Failure to Monitor High-Risk Medication and Address Syncopal Episodes
Penalty
Summary
The facility failed to ensure safe monitoring practices for a high-risk medication, metoprolol, prescribed to a resident with a history of atrial fibrillation and hypertension. The medication order did not include parameters for when to hold or administer the drug based on the resident’s blood pressure (BP) or heart rate (HR). Multiple instances of abnormal BP and HR readings were documented, but there was no evidence that these results were reviewed with the resident’s physician or that the medication order was clarified to include necessary monitoring parameters. The consultant pharmacist also confirmed that recommendations for daily monitoring should have been made, but he was not notified of the resident’s syncopal episodes or abnormal vital signs during his reviews.

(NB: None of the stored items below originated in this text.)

//! Count handler - total of the replicated counter.

use gcounter_engine::Count;

use crate::AppState;

/// Sync with peers (when any are configured) and return the total.
///
/// Peers that fail only make the answer staler; this never errors.
pub async fn handle_count(state: &AppState) -> Count {
    if state.sync.has_peers() {
        let report = state.sync.sync_into(&state.store).await;
        if !report.is_clean() {
            tracing::debug!(
                failed = report.failed().count(),
                "gcounter total computed without some peers"
            );
        }
    }

    let count = state.store.total();
    tracing::debug!(count, "successful gcounter total");
    count
}
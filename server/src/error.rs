//! Unified error handling for the server.

use axum::{
    http::StatusCode,
    response::{IntoResponse, Response},
    Json,
};
use serde::Serialize;

use crate::config::ConfigError;

/// Application error type.
#[derive(Debug, thiserror::Error)]
pub enum AppError {
    #[error("Configuration error: {0}")]
    Config(#[from] ConfigError),

    #[error("HTTP client error: {0}")]
    Client(#[from] reqwest::Error),

    #[error("IO error: {0}")]
    Io(#[from] std::io::Error),

    #[error("Not found: {0}")]
    NotFound(String),
}

/// Error response body.
#[derive(Serialize)]
struct ErrorResponse {
    error: String,
    #[serde(skip_serializing_if = "Option::is_none")]
    details: Option<String>,
}

impl IntoResponse for AppError {
    fn into_response(self) -> Response {
        let (status, error_message, details) = match &self {
            AppError::NotFound(msg) => (StatusCode::NOT_FOUND, msg.clone(), None),
            AppError::Config(_) | AppError::Client(_) | AppError::Io(_) => {
                tracing::error!("Internal error: {}", self);
                (
                    StatusCode::INTERNAL_SERVER_ERROR,
                    "Internal server error".to_string(),
                    Some(self.to_string()),
                )
            }
        };

        let body = Json(ErrorResponse {
            error: error_message,
            details,
        });

        (status, body).into_response()
    }
}

/// Result type alias for handlers.
pub type Result<T> = std::result::Result<T, AppError>;
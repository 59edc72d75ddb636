//! Anti-entropy driver.
//!
//! [`SyncEngine`] runs a [`SyncRound`] against real peers: it enumerates
//! them, fetches every snapshot concurrently, and records each outcome.
//! Peer errors stop here; they are logged, remembered in the
//! [`PeerHealthTable`], and turned into "this peer contributed nothing".

use std::sync::Arc;
use std::time::Duration;

use chrono::{DateTime, Utc};
use futures::future::join_all;
use gcounter_engine::{GCounter, NodeId, PeerOutcome, SyncPhase, SyncReport, SyncRound};
use parking_lot::Mutex;
use tokio::task::JoinHandle;
use tokio::time::MissedTickBehavior;
use tracing::Instrument;
use uuid::Uuid;

use crate::peers::{PeerClient, PeerHealthTable, PeerSource};
use crate::state::CounterStore;

/// Pulls peer state and folds it into a local counter.
pub struct SyncEngine {
    peers: Arc<dyn PeerSource>,
    client: Arc<dyn PeerClient>,
    health: PeerHealthTable,
    last_sync: Mutex<Option<DateTime<Utc>>>,
}

impl SyncEngine {
    pub fn new(peers: Arc<dyn PeerSource>, client: Arc<dyn PeerClient>) -> Self {
        Self {
            peers,
            client,
            health: PeerHealthTable::new(),
            last_sync: Mutex::new(None),
        }
    }

    /// Whether any peer is configured right now.
    pub fn has_peers(&self) -> bool {
        !self.peers.peers().is_empty()
    }

    pub fn peers(&self) -> Vec<NodeId> {
        self.peers.peers()
    }

    pub fn health(&self) -> &PeerHealthTable {
        &self.health
    }

    /// When the last round that reached the fetch phase finished.
    pub fn last_sync(&self) -> Option<DateTime<Utc>> {
        *self.last_sync.lock()
    }

    /// Run one round starting from `local` and return the folded result.
    ///
    /// Never fails: unreachable or misbehaving peers are reported in the
    /// returned [`SyncReport`] and skipped.
    pub async fn sync(&self, local: GCounter) -> SyncReport {
        let round_id = Uuid::new_v4();
        let span = tracing::debug_span!("gcounter_sync", round = %round_id);

        async move {
            let mut round = SyncRound::new(local);

            match round.enumerate(self.peers.peers()) {
                Ok(SyncPhase::Done) => {
                    tracing::debug!("nil peers present, skipping gcounter sync");
                    return round.finish();
                }
                Ok(_) => {}
                Err(e) => {
                    tracing::warn!(error = %e, "could not start gcounter sync");
                    return round.finish();
                }
            }

            let targets = round.pending().to_vec();
            let results = join_all(targets.iter().map(|peer| self.client.fetch(peer))).await;

            for (peer, result) in targets.iter().zip(results) {
                let outcome = match result {
                    Ok(snapshot) => PeerOutcome::Fetched(snapshot),
                    Err(e) => {
                        tracing::warn!(
                            peer = %peer,
                            error = %e,
                            "failed sending gcounter values request"
                        );
                        PeerOutcome::Failed(e.to_string())
                    }
                };

                if let Err(e) = round.record(peer, outcome) {
                    tracing::warn!(peer = %peer, error = %e, "dropped peer outcome");
                }
            }

            let report = round.finish();
            let now = Utc::now();
            self.health.observe(&report, now);
            *self.last_sync.lock() = Some(now);

            tracing::debug!(
                merged = report.merged().count(),
                failed = report.failed().count(),
                total = report.counter.total(),
                "successful gcounter sync"
            );

            report
        }
        .instrument(span)
        .await
    }

    /// Run a round from the store's current state and absorb the result.
    ///
    /// A reset that lands while the round is in flight stays in effect.
    pub async fn sync_into(&self, store: &CounterStore) -> SyncReport {
        let (local, epoch) = store.checkout();
        let report = self.sync(local).await;
        store.absorb_round(epoch, &report);
        report
    }
}

/// Spawn a task that syncs `store` every `interval`.
///
/// The first round runs one full interval after startup. Read-triggered
/// syncs keep working alongside it.
pub fn spawn_background(
    engine: Arc<SyncEngine>,
    store: Arc<CounterStore>,
    interval: Duration,
) -> JoinHandle<()> {
    tokio::spawn(async move {
        let mut ticker = tokio::time::interval(interval);
        ticker.set_missed_tick_behavior(MissedTickBehavior::Delay);
        ticker.tick().await;

        loop {
            ticker.tick().await;
            let report = engine.sync_into(&store).await;
            if !report.is_clean() {
                tracing::info!(
                    failed = report.failed().count(),
                    "background gcounter sync finished with unreachable peers"
                );
            }
        }
    })
}
//! Outbound peer fetch.

use std::time::Duration;

use async_trait::async_trait;
use gcounter_engine::Snapshot;
use reqwest::StatusCode;

use crate::config::Config;

/// Path every node serves its local snapshot on.
pub const VALUES_PATH: &str = "/gcounter/values";

/// Why a peer could not contribute to a sync.
#[derive(Debug, Clone, PartialEq, Eq, thiserror::Error)]
pub enum PeerError {
    #[error("empty peer provided")]
    EmptyPeer,

    #[error("request timed out after {0:?}")]
    Timeout(Duration),

    #[error("transport error: {0}")]
    Transport(String),

    #[error("received invalid http response status: {0}")]
    Status(u16),

    #[error("malformed snapshot: {0}")]
    Malformed(String),
}

/// Fetches a peer's serialized counter.
#[async_trait]
pub trait PeerClient: Send + Sync {
    async fn fetch(&self, peer: &str) -> Result<Snapshot, PeerError>;
}

/// [`PeerClient`] speaking plain HTTP to `GET /gcounter/values`.
#[derive(Debug, Clone)]
pub struct HttpPeerClient {
    client: reqwest::Client,
    network: Option<String>,
    port: u16,
    timeout: Duration,
}

impl HttpPeerClient {
    /// Create a client; every request is bounded by `timeout`.
    pub fn new(
        network: Option<String>,
        port: u16,
        timeout: Duration,
    ) -> Result<Self, reqwest::Error> {
        let client = reqwest::Client::builder().timeout(timeout).build()?;
        Ok(Self {
            client,
            network,
            port,
            timeout,
        })
    }

    pub fn from_config(config: &Config) -> Result<Self, reqwest::Error> {
        Self::new(config.network.clone(), config.peer_port, config.peer_timeout)
    }

    /// URL of a peer's values endpoint.
    ///
    /// `peer` is resolved as `<peer>.<network>:<port>`. An identifier that
    /// already carries a port (`host:port` or `[v6]:port`) is used as is. A
    /// bare IPv6 literal is bracketed and gets the configured port.
    pub fn values_url(&self, peer: &str) -> String {
        if has_explicit_port(peer) {
            return format!("http://{}{}", peer, VALUES_PATH);
        }
        if peer.contains(':') {
            return format!("http://[{}]:{}{}", peer, self.port, VALUES_PATH);
        }

        match &self.network {
            Some(network) => format!("http://{}.{}:{}{}", peer, network, self.port, VALUES_PATH),
            None => format!("http://{}:{}{}", peer, self.port, VALUES_PATH),
        }
    }

    fn transport_error(&self, err: reqwest::Error) -> PeerError {
        if err.is_timeout() {
            PeerError::Timeout(self.timeout)
        } else {
            PeerError::Transport(err.to_string())
        }
    }
}

/// Whether `peer` is `host:port` or `[v6]:port`.
fn has_explicit_port(peer: &str) -> bool {
    let Some((host, port)) = peer.rsplit_once(':') else {
        return false;
    };
    if host.is_empty() || port.parse::<u16>().is_err() {
        return false;
    }
    !host.contains(':') || (host.starts_with('[') && host.ends_with(']'))
}

#[async_trait]
impl PeerClient for HttpPeerClient {
    async fn fetch(&self, peer: &str) -> Result<Snapshot, PeerError> {
        if peer.is_empty() {
            return Err(PeerError::EmptyPeer);
        }

        let url = self.values_url(peer);
        tracing::trace!(peer = %peer, url = %url, "fetching peer values");

        let response = self
            .client
            .get(&url)
            .send()
            .await
            .map_err(|e| self.transport_error(e))?;

        if response.status() != StatusCode::OK {
            return Err(PeerError::Status(response.status().as_u16()));
        }

        let body = response
            .bytes()
            .await
            .map_err(|e| self.transport_error(e))?;

        Snapshot::from_slice(&body).map_err(|e| PeerError::Malformed(e.to_string()))
    }
}

#[cfg(test)]
mod tests {
    use super::*;

    fn client(network: Option<&str>) -> HttpPeerClient {
        HttpPeerClient::new(network.map(String::from), 8080, Duration::from_secs(1)).unwrap()
    }

    #[test]
    fn url_with_network_suffix() {
        assert_eq!(
            client(Some("gcounter-net")).values_url("node-2"),
            "http://node-2.gcounter-net:8080/gcounter/values"
        );
    }

    #[test]
    fn url_without_network_suffix() {
        assert_eq!(
            client(None).values_url("node-2"),
            "http://node-2:8080/gcounter/values"
        );
    }

    #[test]
    fn url_with_explicit_port() {
        assert_eq!(
            client(Some("ignored")).values_url("127.0.0.1:9001"),
            "http://127.0.0.1:9001/gcounter/values"
        );
    }

    #[test]
    fn url_with_ipv6_peer() {
        assert_eq!(
            client(Some("ignored")).values_url("fe80::1"),
            "http://[fe80::1]:8080/gcounter/values"
        );
        assert_eq!(
            client(None).values_url("[::1]:9001"),
            "http://[::1]:9001/gcounter/values"
        );
    }

    #[test]
    fn explicit_port_detection() {
        assert!(has_explicit_port("node-2:9001"));
        assert!(has_explicit_port("[fe80::1]:80"));
        assert!(!has_explicit_port("node-2"));
        assert!(!has_explicit_port("node-2:http"));
        assert!(!has_explicit_port("::1"));
        assert!(!has_explicit_port("fe80::1:80"));
    }

    #[tokio::test]
    async fn empty_peer_is_rejected() {
        assert_eq!(client(None).fetch("").await, Err(PeerError::EmptyPeer));
    }

    #[test]
    fn error_messages() {
        assert_eq!(
            PeerError::Status(500).to_string(),
            "received invalid http response status: 500"
        );
        assert_eq!(
            PeerError::Timeout(Duration::from_secs(5)).to_string(),
            "request timed out after 5s"
        );
    }
}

The resident experienced multiple syncopal episodes, particularly during transfers using a standing lift, which were not consistently reported by the certified nursing assistant (CNA) to the licensed nurse (LN). When episodes were documented, there was no evidence that the resident was assessed for orthostatic hypotension or that orthostatic BP and HR checks were performed. Several LNs acknowledged during interviews that further assessment and monitoring should have occurred, and that the physician should have been notified to provide more accurate medication parameters. However, these actions were not taken, and the episodes were not communicated to the consultant pharmacist or the physician in a timely manner. The Director of Nursing (DON) was unaware of the frequency of the resident’s syncopal episodes and only became aware of one such event. Upon review, the DON acknowledged that the resident’s fluctuating BP and HR, combined with a history of syncope, warranted holding the medication, performing orthostatic checks, and notifying the physician. The facility’s policy required physician notification and inclusion of parameters for abnormal BP and HR, but these procedures were not followed, resulting in a failure to ensure safe medication administration and monitoring for the resident.